This INSPIRE award brings together research areas traditionally supported by the Biophotonics and Nanobiosensing programs in the Chemical, Bioengineering, Environmental, and Transport Systems Division (CBET) of the Engineering Directorate (ENG); the Neural Systems program in the Integrative Organismal Systems (IOS) Division of the Biological Sciences Directorate(BIO); the Cognitive Neuroscience program in the Behavioral and Cognitive Sciences Division (BCS) of the Social, Behavioral and Economic Sciences Directorate (SBE); the Physics of Living Systems program in the Physics Division of the Mathematical & Physical Sciences Directorate (MPS).
Significance The formation of connections in the human brain is driven by experience. Particularly in development, but also in adulthood, repeated activity leads to lasting changes at the synaptic level. Understanding the mechanisms behind synapses formation and modification remains a fundamental question in neuroscience. To enable novel experiments that will expand our basic understanding of plasticity, the PIs propose to create and test bioelectronics systems designed specifically for neuroscience experiments. This approach is transformative because it sheds the usual constraints applied to bioelectronics systems, which are almost uniformly designed for human use. By focusing from this beginning on the need for systems to enable novel, fundamental neuroscience experiments, this interdisciplinary team will create bioelectronics implants optimized for investigating basic questions underlying plasticity.

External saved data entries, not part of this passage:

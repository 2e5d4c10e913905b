//! The pipeline graph: owns every node, wires parent/child links and renders
//! any subgraph in script or structured form.

use std::cell::Cell;
use std::collections::{BTreeMap, BTreeSet, HashSet};
use std::sync::Arc;

use serde_json::{Map, Value, json};
use tracing::{debug, instrument, trace};

use crate::error::{PipelineError, Result};
use crate::node::{Node, Walk};
use crate::nodes::{FromNode, SourceNode, UnionNode, WhereNode, WindowNode};
use crate::types::{EdgeType, IdAllocator, NodeId};

/// Arena of pipeline nodes keyed by identity.
///
/// Nodes reference each other only by [NodeId]; the pipeline owns them all and
/// drops them together.
#[derive(Debug)]
pub struct Pipeline {
  ids: Arc<IdAllocator>,
  nodes: BTreeMap<NodeId, Box<dyn Node>>,
}

impl Default for Pipeline {
  fn default() -> Self {
    Self::new()
  }
}

/// Last path segment of a type name (`UnionNode`).
fn short_type_name<T>() -> &'static str {
  let full = std::any::type_name::<T>();
  full.rsplit("::").next().unwrap_or(full)
}

impl Pipeline {
  /// Empty pipeline with its own allocator starting at 0.
  pub fn new() -> Self {
    Self::with_allocator(Arc::new(IdAllocator::new()))
  }

  /// Empty pipeline drawing ids from a shared allocator.
  pub fn with_allocator(ids: Arc<IdAllocator>) -> Self {
    Self {
      ids,
      nodes: BTreeMap::new(),
    }
  }

  pub fn allocator(&self) -> &Arc<IdAllocator> {
    &self.ids
  }

  pub fn len(&self) -> usize {
    self.nodes.len()
  }

  pub fn is_empty(&self) -> bool {
    self.nodes.is_empty()
  }

  pub fn contains(&self, id: NodeId) -> bool {
    self.nodes.contains_key(&id)
  }

  /// Node ids in allocation order.
  pub fn ids(&self) -> impl Iterator<Item = NodeId> + '_ {
    self.nodes.keys().copied()
  }

  pub fn node(&self, id: NodeId) -> Result<&dyn Node> {
    self
      .nodes
      .get(&id)
      .map(|n| n.as_ref())
      .ok_or(PipelineError::UnknownNode(id))
  }

  /// Typed access to a node, e.g. to read a union's configuration.
  pub fn get<T: Node>(&self, id: NodeId) -> Result<&T> {
    let node = self.node(id)?;
    let found = node.desc();
    node
      .as_any()
      .downcast_ref::<T>()
      .ok_or(PipelineError::WrongKind {
        id,
        expected: short_type_name::<T>(),
        found,
      })
  }

  /// Builder-style configuration of a typed node:
  /// `pipeline.configure(u, |u: &mut UnionNode| { u.rename("user_actions"); })`.
  ///
  /// `f` works on a copy that replaces the node only if its embedded
  /// [ChainNode](crate::types::ChainNode) is untouched: identity, edge types
  /// and links belong to the pipeline. Otherwise the node is left as it was.
  pub fn configure<T, R, F>(&mut self, id: NodeId, f: F) -> Result<R>
  where
    T: Node + Clone,
    F: FnOnce(&mut T) -> R,
  {
    let node = self
      .nodes
      .get_mut(&id)
      .ok_or(PipelineError::UnknownNode(id))?;
    let found = node.desc();
    let typed = node
      .as_any_mut()
      .downcast_mut::<T>()
      .ok_or(PipelineError::WrongKind {
        id,
        expected: short_type_name::<T>(),
        found,
      })?;

    let mut draft = typed.clone();
    let out = f(&mut draft);
    if draft.chain() != typed.chain() {
      return Err(PipelineError::ChainModified(id));
    }
    *typed = draft;
    Ok(out)
  }

  /// Allocates an id, builds the node with it and links it below every
  /// parent in order. Nothing is inserted if a parent is unknown, or if the
  /// built node ignores its id or arrives already linked.
  #[instrument(level = "trace", skip(self, make))]
  pub fn add<N, F>(&mut self, make: F, parents: &[NodeId]) -> Result<NodeId>
  where
    N: Node,
    F: FnOnce(NodeId) -> N,
  {
    if let Some(missing) = parents.iter().find(|p| !self.contains(**p)) {
      return Err(PipelineError::UnknownNode(*missing));
    }
    let id = self.ids.next();
    let node = make(id);
    if node.id() != id {
      return Err(PipelineError::IdMismatch {
        allocated: id,
        found: node.id(),
      });
    }
    if !node.children().is_empty() || !node.parents().is_empty() {
      return Err(PipelineError::PreLinked(id));
    }
    debug!(node = %id, kind = node.desc(), parents = parents.len(), "node added");
    self.nodes.insert(id, Box::new(node));
    for parent in parents {
      self.link_child(*parent, id)?;
    }
    Ok(id)
  }

  /// Adds `child` to the end of `parent`'s children and `parent` to the end
  /// of `child`'s parents.
  ///
  /// Rejects links that would make a node its own descendant.
  #[instrument(level = "trace", skip(self))]
  pub fn link_child(&mut self, parent: NodeId, child: NodeId) -> Result<()> {
    if !self.contains(parent) {
      return Err(PipelineError::UnknownNode(parent));
    }
    if !self.contains(child) {
      return Err(PipelineError::UnknownNode(child));
    }
    if self.reaches(child, parent) {
      return Err(PipelineError::Cycle { parent, child });
    }

    if let Some(p) = self.nodes.get_mut(&parent) {
      p.chain_mut().push_child(child);
    }
    if let Some(c) = self.nodes.get_mut(&child) {
      c.chain_mut().push_parent(parent);
    }
    trace!(parent = %parent, child = %child, "linked");
    Ok(())
  }

  /// True if `to` is `from` or one of its descendants.
  pub fn reaches(&self, from: NodeId, to: NodeId) -> bool {
    let mut seen = HashSet::new();
    let mut stack = vec![from];
    while let Some(id) = stack.pop() {
      if id == to {
        return true;
      }
      if !seen.insert(id) {
        continue;
      }
      if let Some(node) = self.nodes.get(&id) {
        stack.extend(node.children().iter().copied());
      }
    }
    false
  }

  /// New union of `parents`; the union becomes a child of each, in order.
  pub fn new_union(&mut self, edge: EdgeType, parents: &[NodeId]) -> Result<NodeId> {
    self.add(|id| UnionNode::new(id, edge), parents)
  }

  /// `receiver|union(others...)`: a union below `receiver` and every node in
  /// `others`, carrying the receiver's output edge type.
  pub fn union(&mut self, receiver: NodeId, others: &[NodeId]) -> Result<NodeId> {
    let edge = self.node(receiver)?.output_edge_type();
    let mut parents = Vec::with_capacity(others.len() + 1);
    parents.push(receiver);
    parents.extend_from_slice(others);
    self.new_union(edge, &parents)
  }

  /// New `stream` root.
  pub fn stream(&mut self) -> Result<NodeId> {
    self.add(|id| SourceNode::new(id, EdgeType::Stream), &[])
  }

  /// New `batch` root.
  pub fn batch(&mut self) -> Result<NodeId> {
    self.add(|id| SourceNode::new(id, EdgeType::Batch), &[])
  }

  pub fn from(&mut self, parent: NodeId) -> Result<NodeId> {
    self.add(FromNode::new, &[parent])
  }

  /// `where` is reserved, hence the underscore.
  pub fn where_(&mut self, parent: NodeId, lambda: impl Into<String>) -> Result<NodeId> {
    let edge = self.node(parent)?.output_edge_type();
    let lambda = lambda.into();
    self.add(|id| WhereNode::new(id, edge, lambda), &[parent])
  }

  pub fn window(&mut self, parent: NodeId) -> Result<NodeId> {
    self.add(WindowNode::new, &[parent])
  }

  /// Nodes without parents, in id order.
  pub fn roots(&self) -> Vec<NodeId> {
    self
      .nodes
      .values()
      .filter(|n| n.parents().is_empty())
      .map(|n| n.id())
      .collect()
  }

  /// Topological order; among ready nodes the lowest id comes first.
  pub fn sorted(&self) -> Vec<NodeId> {
    let mut pending: BTreeMap<NodeId, usize> = self
      .nodes
      .values()
      .map(|n| (n.id(), n.parents().len()))
      .collect();
    let mut ready: BTreeSet<NodeId> = pending
      .iter()
      .filter(|(_, count)| **count == 0)
      .map(|(id, _)| *id)
      .collect();

    let mut order = Vec::with_capacity(self.nodes.len());
    while let Some(id) = ready.pop_first() {
      order.push(id);
      for child in self.nodes[&id].children() {
        if let Some(count) = pending.get_mut(child) {
          *count -= 1;
          if *count == 0 {
            ready.insert(*child);
          }
        }
      }
    }
    order
  }

  /// Checks that every parent provides the edge type its children want.
  #[instrument(level = "trace", skip(self))]
  pub fn validate(&self) -> Result<()> {
    for node in self.nodes.values() {
      for child in node.children() {
        let c = self.node(*child)?;
        if c.input_edge_type() != node.output_edge_type() {
          return Err(PipelineError::EdgeMismatch {
            parent: node.id(),
            child: c.id(),
            provides: node.output_edge_type(),
            wants: c.input_edge_type(),
          });
        }
      }
    }
    Ok(())
  }

  /// Script form of the subgraph rooted at `id`.
  ///
  /// Fails with [PipelineError::TooDeep] or [PipelineError::TooLarge] past the
  /// render limits in [crate::node]; no partial text is returned.
  #[instrument(level = "trace", skip(self))]
  pub fn tick(&self, id: NodeId) -> Result<String> {
    let visits = Cell::new(0);
    let (node, walk) = Walk::new(self, &visits).descend(id)?;
    let mut buf = String::new();
    node.tick(walk, &mut buf)?;
    Ok(buf)
  }

  /// Script form of every root, one per line.
  pub fn script(&self) -> Result<String> {
    let scripts = self
      .roots()
      .into_iter()
      .map(|root| self.tick(root))
      .collect::<Result<Vec<_>>>()?;
    Ok(scripts.join("\n"))
  }

  /// Structured form of the subgraph rooted at `id`.
  #[instrument(level = "trace", skip(self))]
  pub fn marshal(&self, id: NodeId) -> Result<Value> {
    let visits = Cell::new(0);
    let (node, walk) = Walk::new(self, &visits).descend(id)?;
    node.marshal(walk)
  }

  /// Structured form of the subgraph rooted at `id`, encoded as JSON text.
  pub fn marshal_json(&self, id: NodeId, pretty: bool) -> Result<String> {
    let doc = self.marshal(id)?;
    let text = if pretty {
      serde_json::to_string_pretty(&doc)?
    } else {
      serde_json::to_string(&doc)?
    };
    Ok(text)
  }

  /// Flat structured form of the whole pipeline: each node once, in
  /// topological order, plus the edge list.
  #[instrument(level = "trace", skip(self))]
  pub fn marshal_pipeline(&self) -> Result<Value> {
    let order = self.sorted();
    let mut nodes = Vec::with_capacity(order.len());
    let mut edges = Vec::new();
    for id in order {
      let node = self.node(id)?;
      nodes.push(Value::Object(node.document()));
      for child in node.children() {
        let mut edge = Map::new();
        edge.insert("parent".to_string(), Value::from(id.to_string()));
        edge.insert("child".to_string(), Value::from(child.to_string()));
        edges.push(Value::Object(edge));
      }
    }
    Ok(json!({ "nodes": nodes, "edges": edges }))
  }
}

An ultraminiaturized bioelectronics system capable of both stimulation of and recording from nerve cells will be utilized. The system will feature novel approaches to integrated circuit design, wireless operation information transfer, microelectromechanical systems for integration of the circuit with tissue, and materials for improved neural interfaces. System power will be provided by a rechargeable microbattery, allowing the system to be completely implanted and the animal to be untethered and freely roaming across several meters of experimental space. These systems will allow extended periods of bioelectronic stimulation as well as multi-animal experiments. Visual cortex plasticity in response to bioelectronic retinal input will be investigated in long-term studies with frequent monitoring of visual cortex anatomy using two-photon microscopy. Different mouse knockout models that either increase plasticity or decrease plasticity will be utilized to thoroughly investigate anatomical changes driven by bioelectronic input. Experiments related to hippocampal neurophysiology will be conducted to precisely measure activity at the neural level and compare this activity to recorded behavior. From this, sophisticated multi-input, multi-output models can be created that explain the behavior.